Whenever a line of the listing contains the string "short", return that line.

** Opening Records supplied block **

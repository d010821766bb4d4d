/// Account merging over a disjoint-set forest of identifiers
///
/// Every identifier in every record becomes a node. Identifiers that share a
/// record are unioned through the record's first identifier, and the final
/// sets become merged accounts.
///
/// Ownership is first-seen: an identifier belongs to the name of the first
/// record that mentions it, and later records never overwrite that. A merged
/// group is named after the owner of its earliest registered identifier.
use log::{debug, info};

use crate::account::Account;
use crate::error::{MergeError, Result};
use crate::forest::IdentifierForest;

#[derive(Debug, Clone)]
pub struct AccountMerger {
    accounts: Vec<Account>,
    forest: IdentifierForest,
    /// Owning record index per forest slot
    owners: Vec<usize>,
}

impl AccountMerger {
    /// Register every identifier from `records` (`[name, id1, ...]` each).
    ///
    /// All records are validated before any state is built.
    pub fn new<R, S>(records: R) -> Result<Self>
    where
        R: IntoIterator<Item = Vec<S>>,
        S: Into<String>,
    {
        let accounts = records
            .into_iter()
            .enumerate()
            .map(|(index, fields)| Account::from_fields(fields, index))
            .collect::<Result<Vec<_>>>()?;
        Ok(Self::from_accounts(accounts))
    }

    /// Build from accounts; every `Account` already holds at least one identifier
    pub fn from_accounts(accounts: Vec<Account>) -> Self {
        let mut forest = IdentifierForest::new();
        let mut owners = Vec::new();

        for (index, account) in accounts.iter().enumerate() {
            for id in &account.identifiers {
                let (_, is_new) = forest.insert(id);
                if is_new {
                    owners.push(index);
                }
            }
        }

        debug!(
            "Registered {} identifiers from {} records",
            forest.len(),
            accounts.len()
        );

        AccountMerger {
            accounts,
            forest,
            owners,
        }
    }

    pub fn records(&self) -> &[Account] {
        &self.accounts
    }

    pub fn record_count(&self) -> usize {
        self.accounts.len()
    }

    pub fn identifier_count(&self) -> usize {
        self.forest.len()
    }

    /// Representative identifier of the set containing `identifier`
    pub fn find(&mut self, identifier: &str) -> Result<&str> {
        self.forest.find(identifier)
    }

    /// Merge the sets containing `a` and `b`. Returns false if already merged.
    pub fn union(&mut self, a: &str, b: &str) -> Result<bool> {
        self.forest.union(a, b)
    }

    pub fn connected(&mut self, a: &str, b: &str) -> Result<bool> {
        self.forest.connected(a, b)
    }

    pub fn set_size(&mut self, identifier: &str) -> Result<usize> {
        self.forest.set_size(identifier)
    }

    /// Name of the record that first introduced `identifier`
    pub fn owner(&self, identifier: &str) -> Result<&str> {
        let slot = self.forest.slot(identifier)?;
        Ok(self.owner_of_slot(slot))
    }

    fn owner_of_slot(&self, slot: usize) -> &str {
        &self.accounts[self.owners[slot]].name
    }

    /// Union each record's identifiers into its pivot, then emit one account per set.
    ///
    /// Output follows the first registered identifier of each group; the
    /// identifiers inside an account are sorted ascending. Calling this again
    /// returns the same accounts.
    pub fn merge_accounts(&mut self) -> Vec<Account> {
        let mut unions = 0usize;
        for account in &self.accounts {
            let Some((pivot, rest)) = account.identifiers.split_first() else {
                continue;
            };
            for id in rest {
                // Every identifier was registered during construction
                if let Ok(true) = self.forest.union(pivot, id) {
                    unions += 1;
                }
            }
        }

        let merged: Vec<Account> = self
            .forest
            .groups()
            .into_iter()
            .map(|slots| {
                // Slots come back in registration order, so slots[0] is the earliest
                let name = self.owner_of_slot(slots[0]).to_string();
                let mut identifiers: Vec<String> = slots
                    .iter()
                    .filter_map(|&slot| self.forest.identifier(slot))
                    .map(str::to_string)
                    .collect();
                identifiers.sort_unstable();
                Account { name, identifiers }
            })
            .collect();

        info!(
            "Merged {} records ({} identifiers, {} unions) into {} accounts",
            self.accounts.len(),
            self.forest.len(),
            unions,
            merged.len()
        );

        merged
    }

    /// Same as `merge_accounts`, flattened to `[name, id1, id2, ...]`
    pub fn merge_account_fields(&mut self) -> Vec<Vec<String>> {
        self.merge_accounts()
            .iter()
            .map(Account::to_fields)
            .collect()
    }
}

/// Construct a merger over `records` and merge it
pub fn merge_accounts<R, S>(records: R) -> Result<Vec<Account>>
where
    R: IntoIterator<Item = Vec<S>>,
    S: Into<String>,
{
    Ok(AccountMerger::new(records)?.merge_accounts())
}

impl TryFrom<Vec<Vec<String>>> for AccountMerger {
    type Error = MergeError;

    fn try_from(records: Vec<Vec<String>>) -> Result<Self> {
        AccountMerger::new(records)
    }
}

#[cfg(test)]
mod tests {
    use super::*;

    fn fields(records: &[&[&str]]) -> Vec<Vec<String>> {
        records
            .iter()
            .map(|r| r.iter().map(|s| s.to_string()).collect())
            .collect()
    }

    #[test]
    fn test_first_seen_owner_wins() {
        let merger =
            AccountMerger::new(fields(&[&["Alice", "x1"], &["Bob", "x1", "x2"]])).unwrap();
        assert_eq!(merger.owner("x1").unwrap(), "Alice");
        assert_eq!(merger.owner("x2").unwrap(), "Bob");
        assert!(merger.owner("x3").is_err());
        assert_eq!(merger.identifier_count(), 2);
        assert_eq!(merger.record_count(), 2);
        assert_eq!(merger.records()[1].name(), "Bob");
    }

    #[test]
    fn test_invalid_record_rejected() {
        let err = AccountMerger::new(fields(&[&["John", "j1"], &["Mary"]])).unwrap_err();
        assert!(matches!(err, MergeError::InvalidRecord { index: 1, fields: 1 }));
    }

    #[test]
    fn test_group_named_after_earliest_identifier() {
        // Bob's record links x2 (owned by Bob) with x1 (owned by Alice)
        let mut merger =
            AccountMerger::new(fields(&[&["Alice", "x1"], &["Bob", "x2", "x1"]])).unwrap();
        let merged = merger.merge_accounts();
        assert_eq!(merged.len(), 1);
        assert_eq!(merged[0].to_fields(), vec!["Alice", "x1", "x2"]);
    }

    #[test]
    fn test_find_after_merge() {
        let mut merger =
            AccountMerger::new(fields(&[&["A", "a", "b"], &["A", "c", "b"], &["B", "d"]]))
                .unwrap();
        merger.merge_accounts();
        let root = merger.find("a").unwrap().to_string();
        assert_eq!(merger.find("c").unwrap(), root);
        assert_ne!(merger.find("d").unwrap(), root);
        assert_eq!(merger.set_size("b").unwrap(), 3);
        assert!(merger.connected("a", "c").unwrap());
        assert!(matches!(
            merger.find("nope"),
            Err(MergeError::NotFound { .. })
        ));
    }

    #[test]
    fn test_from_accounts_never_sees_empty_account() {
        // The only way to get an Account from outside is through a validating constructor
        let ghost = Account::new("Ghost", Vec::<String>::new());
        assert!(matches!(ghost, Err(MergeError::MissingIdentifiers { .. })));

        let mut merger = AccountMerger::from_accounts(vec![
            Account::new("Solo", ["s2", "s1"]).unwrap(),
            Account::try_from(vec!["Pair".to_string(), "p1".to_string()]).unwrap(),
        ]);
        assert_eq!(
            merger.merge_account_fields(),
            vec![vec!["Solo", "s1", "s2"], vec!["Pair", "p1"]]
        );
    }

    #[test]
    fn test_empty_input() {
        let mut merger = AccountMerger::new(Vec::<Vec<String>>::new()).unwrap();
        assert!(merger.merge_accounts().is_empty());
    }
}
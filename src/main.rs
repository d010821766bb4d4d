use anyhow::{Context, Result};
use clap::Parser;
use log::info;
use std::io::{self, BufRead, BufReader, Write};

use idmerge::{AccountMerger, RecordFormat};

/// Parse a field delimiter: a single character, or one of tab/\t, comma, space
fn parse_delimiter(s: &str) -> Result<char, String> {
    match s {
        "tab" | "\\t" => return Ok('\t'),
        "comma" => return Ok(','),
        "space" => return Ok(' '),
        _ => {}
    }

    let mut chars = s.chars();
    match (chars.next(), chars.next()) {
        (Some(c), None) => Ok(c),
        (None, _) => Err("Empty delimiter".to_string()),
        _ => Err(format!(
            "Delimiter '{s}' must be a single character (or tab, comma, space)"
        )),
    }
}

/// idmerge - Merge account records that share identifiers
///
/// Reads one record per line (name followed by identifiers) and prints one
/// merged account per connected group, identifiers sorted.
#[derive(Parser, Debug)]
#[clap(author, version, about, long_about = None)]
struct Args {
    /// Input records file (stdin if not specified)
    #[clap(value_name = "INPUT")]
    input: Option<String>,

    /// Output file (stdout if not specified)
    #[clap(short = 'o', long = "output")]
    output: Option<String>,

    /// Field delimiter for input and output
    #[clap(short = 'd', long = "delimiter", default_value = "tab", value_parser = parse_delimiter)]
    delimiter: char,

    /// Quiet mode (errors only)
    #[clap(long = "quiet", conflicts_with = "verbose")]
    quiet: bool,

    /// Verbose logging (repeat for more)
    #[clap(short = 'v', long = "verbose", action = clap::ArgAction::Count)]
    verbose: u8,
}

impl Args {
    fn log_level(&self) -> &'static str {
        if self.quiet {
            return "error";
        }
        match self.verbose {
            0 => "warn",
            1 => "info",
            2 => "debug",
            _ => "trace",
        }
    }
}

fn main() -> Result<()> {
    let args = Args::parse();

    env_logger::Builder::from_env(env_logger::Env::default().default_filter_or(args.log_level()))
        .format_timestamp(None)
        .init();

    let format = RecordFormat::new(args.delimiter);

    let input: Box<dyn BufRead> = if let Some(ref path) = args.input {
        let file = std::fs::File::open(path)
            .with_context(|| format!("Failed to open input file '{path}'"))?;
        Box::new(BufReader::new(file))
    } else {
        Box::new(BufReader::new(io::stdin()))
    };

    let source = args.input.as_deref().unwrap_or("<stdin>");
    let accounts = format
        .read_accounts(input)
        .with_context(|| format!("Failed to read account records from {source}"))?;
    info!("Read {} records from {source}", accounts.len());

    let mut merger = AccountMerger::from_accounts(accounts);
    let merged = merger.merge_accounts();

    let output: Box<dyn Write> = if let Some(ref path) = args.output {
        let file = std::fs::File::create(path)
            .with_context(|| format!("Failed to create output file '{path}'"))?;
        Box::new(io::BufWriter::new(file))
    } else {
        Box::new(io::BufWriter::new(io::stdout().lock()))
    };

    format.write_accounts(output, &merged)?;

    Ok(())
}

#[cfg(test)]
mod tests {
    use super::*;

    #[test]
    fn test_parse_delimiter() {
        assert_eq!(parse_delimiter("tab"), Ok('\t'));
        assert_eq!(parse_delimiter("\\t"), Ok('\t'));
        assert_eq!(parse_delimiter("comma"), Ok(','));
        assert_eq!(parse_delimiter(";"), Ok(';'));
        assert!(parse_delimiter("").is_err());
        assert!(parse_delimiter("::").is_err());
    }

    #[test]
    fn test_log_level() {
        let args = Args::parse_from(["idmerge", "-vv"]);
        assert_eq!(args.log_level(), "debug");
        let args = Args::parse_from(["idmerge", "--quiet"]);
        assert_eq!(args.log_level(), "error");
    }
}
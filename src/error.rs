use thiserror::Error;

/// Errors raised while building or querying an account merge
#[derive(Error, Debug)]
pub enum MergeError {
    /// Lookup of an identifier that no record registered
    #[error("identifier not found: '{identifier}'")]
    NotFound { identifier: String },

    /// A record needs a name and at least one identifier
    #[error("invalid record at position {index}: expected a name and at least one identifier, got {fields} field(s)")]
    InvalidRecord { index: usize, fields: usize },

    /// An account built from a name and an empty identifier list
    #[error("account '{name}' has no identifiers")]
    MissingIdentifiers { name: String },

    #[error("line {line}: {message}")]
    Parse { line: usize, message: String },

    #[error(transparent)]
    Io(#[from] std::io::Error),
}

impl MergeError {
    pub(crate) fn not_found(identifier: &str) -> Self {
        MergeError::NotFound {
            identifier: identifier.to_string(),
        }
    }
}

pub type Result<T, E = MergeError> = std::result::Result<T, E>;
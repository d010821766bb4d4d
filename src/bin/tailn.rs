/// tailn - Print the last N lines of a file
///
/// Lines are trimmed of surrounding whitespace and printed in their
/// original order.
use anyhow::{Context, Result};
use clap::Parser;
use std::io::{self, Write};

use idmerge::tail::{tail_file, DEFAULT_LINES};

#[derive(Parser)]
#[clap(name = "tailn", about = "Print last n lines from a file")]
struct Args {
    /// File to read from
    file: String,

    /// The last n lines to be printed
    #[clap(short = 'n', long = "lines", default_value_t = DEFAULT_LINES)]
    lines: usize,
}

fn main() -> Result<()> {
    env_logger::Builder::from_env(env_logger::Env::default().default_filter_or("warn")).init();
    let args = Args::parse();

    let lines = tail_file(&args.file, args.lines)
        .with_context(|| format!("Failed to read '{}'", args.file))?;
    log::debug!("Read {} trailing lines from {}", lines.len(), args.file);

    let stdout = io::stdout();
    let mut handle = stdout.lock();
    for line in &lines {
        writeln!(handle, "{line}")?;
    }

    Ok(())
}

** Closing Records supplied block **

Output for this task:
    #[clap(short = 'o', long = "output")]
    #[clap(short = 'd', long = "delimiter", default_value = "tab", value_parser = parse_delimiter)]
    #[clap(short = 'v', long = "verbose", action = clap::ArgAction::Count)]
    #[clap(short = 'n', long = "lines", default_value_t = DEFAULT_LINES)]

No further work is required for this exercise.